(Problem statement)
Wherever the word "Harvey" occurs in the lines below, copy the whole line.

(Dataset entries)
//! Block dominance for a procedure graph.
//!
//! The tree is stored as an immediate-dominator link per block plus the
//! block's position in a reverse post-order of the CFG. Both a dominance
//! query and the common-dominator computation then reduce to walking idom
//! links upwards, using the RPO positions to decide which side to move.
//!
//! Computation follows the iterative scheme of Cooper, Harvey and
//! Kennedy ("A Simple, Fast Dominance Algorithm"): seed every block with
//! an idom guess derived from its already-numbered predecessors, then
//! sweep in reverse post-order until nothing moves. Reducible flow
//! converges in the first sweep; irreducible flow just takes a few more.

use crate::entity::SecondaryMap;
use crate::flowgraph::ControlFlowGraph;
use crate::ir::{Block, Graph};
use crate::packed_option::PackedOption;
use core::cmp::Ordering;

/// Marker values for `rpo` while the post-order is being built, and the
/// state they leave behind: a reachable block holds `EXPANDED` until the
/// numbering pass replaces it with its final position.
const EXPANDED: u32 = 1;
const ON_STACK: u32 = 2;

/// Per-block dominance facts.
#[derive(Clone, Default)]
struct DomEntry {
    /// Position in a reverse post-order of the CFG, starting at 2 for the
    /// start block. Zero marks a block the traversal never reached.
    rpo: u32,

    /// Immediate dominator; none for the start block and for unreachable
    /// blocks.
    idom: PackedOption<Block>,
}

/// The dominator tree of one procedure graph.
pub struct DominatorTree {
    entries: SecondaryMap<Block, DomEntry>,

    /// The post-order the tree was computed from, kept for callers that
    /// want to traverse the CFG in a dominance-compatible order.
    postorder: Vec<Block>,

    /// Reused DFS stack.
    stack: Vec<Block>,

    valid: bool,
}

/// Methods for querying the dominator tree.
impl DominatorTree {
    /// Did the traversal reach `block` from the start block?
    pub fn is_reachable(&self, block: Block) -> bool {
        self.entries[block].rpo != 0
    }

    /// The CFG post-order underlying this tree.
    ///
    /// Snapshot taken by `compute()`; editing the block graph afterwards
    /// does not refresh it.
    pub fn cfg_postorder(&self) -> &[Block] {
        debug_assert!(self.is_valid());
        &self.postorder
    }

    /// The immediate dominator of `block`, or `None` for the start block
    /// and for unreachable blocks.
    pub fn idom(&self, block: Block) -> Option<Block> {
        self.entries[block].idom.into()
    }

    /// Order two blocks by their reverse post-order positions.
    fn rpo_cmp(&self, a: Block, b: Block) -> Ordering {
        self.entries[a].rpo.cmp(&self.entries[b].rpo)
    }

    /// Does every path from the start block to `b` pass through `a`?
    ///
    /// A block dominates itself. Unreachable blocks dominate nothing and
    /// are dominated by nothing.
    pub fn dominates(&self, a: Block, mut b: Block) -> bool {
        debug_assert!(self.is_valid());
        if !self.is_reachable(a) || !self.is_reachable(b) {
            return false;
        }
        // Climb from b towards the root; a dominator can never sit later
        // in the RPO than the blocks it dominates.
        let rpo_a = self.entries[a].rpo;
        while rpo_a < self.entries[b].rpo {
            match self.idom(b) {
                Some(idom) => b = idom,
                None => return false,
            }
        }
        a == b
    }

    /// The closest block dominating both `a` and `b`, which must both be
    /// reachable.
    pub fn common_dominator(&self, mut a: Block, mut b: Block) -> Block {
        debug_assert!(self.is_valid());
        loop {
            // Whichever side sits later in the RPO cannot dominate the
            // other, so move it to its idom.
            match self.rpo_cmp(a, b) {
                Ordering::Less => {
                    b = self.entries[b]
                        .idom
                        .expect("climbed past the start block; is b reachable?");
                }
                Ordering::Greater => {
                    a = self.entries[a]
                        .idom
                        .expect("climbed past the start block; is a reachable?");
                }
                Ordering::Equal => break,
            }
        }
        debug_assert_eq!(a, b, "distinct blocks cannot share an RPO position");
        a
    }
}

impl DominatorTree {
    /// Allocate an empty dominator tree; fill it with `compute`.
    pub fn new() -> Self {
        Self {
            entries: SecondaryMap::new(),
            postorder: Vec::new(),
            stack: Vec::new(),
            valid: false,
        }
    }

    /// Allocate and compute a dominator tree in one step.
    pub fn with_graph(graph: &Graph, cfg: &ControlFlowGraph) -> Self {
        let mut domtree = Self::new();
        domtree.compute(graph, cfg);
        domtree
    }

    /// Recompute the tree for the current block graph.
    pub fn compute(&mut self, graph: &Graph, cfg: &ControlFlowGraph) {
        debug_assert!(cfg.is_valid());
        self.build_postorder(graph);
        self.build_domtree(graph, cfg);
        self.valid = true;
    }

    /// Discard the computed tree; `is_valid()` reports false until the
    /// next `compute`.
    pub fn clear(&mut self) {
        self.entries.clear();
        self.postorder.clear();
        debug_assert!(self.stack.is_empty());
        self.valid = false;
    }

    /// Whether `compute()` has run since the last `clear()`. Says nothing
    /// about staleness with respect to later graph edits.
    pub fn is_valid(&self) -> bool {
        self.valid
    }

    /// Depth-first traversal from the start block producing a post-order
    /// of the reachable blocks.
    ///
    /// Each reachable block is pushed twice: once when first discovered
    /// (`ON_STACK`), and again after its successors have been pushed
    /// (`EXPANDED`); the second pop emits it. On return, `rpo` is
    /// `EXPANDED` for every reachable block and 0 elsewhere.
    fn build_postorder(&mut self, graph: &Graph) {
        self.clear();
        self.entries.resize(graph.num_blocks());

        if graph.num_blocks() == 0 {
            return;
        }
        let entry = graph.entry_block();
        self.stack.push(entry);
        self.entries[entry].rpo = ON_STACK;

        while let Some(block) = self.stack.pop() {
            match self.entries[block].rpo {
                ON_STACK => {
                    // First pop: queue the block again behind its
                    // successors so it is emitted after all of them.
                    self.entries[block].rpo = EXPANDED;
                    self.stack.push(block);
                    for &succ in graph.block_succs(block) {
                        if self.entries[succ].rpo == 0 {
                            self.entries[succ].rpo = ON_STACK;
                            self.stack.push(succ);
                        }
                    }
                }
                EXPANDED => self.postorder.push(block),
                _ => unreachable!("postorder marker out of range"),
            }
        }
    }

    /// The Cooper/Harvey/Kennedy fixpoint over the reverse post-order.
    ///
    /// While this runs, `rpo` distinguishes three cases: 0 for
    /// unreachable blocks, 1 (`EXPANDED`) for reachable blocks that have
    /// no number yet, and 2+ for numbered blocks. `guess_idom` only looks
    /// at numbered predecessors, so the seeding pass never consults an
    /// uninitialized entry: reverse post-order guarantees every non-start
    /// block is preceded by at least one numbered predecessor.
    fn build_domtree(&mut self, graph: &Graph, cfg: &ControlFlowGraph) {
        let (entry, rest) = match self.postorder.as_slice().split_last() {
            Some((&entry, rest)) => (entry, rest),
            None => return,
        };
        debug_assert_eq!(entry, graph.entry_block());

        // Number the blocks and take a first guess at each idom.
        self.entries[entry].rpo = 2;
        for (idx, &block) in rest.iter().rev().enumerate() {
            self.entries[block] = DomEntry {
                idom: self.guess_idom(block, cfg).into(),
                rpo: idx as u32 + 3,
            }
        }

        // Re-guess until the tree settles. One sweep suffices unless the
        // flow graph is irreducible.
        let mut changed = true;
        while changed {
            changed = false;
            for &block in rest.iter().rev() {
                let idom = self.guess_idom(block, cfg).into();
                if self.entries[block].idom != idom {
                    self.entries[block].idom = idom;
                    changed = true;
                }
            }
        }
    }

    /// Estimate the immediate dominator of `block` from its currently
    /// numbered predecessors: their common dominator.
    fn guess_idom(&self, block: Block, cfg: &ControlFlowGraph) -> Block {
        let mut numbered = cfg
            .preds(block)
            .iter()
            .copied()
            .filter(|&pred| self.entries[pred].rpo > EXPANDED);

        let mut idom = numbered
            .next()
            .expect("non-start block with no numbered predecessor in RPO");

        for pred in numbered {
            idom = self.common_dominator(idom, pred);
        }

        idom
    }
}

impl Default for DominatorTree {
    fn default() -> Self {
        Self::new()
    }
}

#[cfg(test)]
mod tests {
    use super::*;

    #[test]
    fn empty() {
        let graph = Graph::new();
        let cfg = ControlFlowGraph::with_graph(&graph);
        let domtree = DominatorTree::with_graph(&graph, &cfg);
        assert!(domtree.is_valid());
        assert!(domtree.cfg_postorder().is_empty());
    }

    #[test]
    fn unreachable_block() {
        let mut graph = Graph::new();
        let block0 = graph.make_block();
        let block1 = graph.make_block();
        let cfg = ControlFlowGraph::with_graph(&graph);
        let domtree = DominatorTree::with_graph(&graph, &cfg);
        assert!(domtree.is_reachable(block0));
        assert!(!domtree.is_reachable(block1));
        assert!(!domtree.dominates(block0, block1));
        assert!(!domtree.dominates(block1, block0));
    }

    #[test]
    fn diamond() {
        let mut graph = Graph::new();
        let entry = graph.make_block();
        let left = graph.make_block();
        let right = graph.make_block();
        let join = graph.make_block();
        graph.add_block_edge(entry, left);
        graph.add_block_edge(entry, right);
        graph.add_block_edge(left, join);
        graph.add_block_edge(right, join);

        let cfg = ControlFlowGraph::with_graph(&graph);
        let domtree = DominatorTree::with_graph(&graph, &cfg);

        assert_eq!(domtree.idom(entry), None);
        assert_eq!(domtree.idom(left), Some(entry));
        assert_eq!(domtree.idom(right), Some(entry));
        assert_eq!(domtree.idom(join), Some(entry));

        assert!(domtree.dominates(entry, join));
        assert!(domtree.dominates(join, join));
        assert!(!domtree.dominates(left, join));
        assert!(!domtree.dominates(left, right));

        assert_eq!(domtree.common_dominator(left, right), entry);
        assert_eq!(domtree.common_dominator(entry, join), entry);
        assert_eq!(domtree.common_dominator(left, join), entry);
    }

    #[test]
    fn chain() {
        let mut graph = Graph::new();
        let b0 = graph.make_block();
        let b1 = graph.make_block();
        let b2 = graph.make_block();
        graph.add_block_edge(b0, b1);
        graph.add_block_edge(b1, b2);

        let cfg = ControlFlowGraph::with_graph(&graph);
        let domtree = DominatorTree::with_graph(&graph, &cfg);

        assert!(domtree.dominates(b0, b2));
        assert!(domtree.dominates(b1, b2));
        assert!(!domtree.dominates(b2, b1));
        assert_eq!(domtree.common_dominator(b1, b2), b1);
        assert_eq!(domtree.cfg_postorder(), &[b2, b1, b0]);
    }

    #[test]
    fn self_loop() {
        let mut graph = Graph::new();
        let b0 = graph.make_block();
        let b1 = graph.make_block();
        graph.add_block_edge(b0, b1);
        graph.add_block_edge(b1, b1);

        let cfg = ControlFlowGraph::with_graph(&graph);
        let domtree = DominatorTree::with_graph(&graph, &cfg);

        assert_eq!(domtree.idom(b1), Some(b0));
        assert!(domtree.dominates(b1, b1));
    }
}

(Response below)
//! Computation follows the iterative scheme of Cooper, Harvey and
    /// The Cooper/Harvey/Kennedy fixpoint over the reverse post-order.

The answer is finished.